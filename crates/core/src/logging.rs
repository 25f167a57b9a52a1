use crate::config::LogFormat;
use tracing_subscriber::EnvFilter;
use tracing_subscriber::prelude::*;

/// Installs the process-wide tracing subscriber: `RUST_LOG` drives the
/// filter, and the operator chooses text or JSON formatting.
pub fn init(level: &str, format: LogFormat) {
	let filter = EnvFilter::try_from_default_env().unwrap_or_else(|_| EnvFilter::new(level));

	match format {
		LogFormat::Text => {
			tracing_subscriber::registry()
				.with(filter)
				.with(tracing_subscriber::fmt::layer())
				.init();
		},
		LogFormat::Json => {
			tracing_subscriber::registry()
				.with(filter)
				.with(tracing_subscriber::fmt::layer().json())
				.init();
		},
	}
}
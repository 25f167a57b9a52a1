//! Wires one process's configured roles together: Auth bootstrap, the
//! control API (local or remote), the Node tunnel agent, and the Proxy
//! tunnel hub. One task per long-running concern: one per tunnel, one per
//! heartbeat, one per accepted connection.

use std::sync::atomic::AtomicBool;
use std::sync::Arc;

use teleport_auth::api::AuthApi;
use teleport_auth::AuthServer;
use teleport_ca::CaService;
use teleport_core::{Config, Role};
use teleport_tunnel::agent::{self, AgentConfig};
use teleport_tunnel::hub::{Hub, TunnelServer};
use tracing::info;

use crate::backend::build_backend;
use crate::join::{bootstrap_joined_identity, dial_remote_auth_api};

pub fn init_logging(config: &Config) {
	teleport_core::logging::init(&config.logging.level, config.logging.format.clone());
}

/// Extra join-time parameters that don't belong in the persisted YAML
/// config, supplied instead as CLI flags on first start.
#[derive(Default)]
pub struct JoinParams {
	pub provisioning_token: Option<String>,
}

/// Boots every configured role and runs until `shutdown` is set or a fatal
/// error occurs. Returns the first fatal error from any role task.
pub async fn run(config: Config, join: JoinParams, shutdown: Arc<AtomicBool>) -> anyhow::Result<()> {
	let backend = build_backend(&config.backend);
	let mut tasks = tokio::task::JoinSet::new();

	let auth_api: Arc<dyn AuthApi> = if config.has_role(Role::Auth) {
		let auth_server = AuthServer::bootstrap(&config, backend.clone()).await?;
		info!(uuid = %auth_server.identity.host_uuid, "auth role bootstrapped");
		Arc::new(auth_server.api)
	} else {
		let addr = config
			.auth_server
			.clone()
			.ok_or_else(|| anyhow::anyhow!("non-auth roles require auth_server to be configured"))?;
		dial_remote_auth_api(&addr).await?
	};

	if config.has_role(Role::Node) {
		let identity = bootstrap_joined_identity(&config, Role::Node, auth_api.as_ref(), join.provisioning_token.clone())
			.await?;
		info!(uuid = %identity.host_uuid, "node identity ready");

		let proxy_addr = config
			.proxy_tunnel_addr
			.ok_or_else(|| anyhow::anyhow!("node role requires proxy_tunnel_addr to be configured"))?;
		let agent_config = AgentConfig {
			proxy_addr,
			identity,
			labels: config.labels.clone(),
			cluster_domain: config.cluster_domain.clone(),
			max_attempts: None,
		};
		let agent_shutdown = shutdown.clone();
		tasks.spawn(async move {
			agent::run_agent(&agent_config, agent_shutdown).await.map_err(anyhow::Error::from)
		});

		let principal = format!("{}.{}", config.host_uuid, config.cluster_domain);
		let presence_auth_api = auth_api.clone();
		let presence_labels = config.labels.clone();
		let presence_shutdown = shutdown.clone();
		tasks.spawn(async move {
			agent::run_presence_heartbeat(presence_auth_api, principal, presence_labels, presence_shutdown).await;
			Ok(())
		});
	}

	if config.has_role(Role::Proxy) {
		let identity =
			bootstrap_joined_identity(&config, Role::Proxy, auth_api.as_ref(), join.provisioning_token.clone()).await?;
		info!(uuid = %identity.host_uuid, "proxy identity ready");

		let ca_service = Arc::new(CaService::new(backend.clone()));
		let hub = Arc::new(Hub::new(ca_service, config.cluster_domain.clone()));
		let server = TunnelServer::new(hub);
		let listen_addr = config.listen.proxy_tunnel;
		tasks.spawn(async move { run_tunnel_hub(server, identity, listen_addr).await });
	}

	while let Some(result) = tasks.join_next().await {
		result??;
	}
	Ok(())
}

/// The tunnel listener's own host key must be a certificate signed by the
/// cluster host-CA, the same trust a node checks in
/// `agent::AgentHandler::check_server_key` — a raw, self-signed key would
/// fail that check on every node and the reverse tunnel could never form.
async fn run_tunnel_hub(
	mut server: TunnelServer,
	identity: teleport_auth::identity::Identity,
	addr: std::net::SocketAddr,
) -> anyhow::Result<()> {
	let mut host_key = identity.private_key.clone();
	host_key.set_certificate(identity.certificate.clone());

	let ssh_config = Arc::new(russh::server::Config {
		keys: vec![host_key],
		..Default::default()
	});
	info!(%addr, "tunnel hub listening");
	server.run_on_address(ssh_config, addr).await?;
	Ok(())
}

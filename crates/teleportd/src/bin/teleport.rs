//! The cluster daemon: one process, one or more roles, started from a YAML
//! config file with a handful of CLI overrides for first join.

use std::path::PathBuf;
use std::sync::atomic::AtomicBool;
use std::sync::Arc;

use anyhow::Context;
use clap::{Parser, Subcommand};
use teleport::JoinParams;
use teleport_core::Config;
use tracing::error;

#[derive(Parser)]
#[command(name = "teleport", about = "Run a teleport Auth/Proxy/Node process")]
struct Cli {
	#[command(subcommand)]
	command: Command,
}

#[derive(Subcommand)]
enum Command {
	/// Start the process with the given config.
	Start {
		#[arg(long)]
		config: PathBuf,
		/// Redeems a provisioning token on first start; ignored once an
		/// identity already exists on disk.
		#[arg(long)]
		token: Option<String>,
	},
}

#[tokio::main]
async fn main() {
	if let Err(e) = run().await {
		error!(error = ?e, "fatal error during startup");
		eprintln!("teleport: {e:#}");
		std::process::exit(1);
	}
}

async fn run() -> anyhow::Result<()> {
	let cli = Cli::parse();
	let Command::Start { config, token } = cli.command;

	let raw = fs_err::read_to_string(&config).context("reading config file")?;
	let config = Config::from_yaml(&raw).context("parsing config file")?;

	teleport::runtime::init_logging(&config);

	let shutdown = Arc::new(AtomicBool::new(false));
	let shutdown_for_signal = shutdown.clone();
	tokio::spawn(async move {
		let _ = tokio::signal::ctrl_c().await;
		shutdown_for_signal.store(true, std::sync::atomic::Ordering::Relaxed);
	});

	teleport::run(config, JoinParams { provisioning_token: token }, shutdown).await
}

★ ★ ★

Task details: From the material above, retype precisely the lines between the line holding "let agent_shutdown = shutdown.clone();" and the line holding "let presence_auth_api = auth_api.clone();", inclusive, and nothing beyond them.

Output of the task:
		let agent_shutdown = shutdown.clone();
		tasks.spawn(async move {
			agent::run_agent(&agent_config, agent_shutdown).await.map_err(anyhow::Error::from)
		});

		let principal = format!("{}.{}", config.host_uuid, config.cluster_domain);
		let presence_auth_api = auth_api.clone();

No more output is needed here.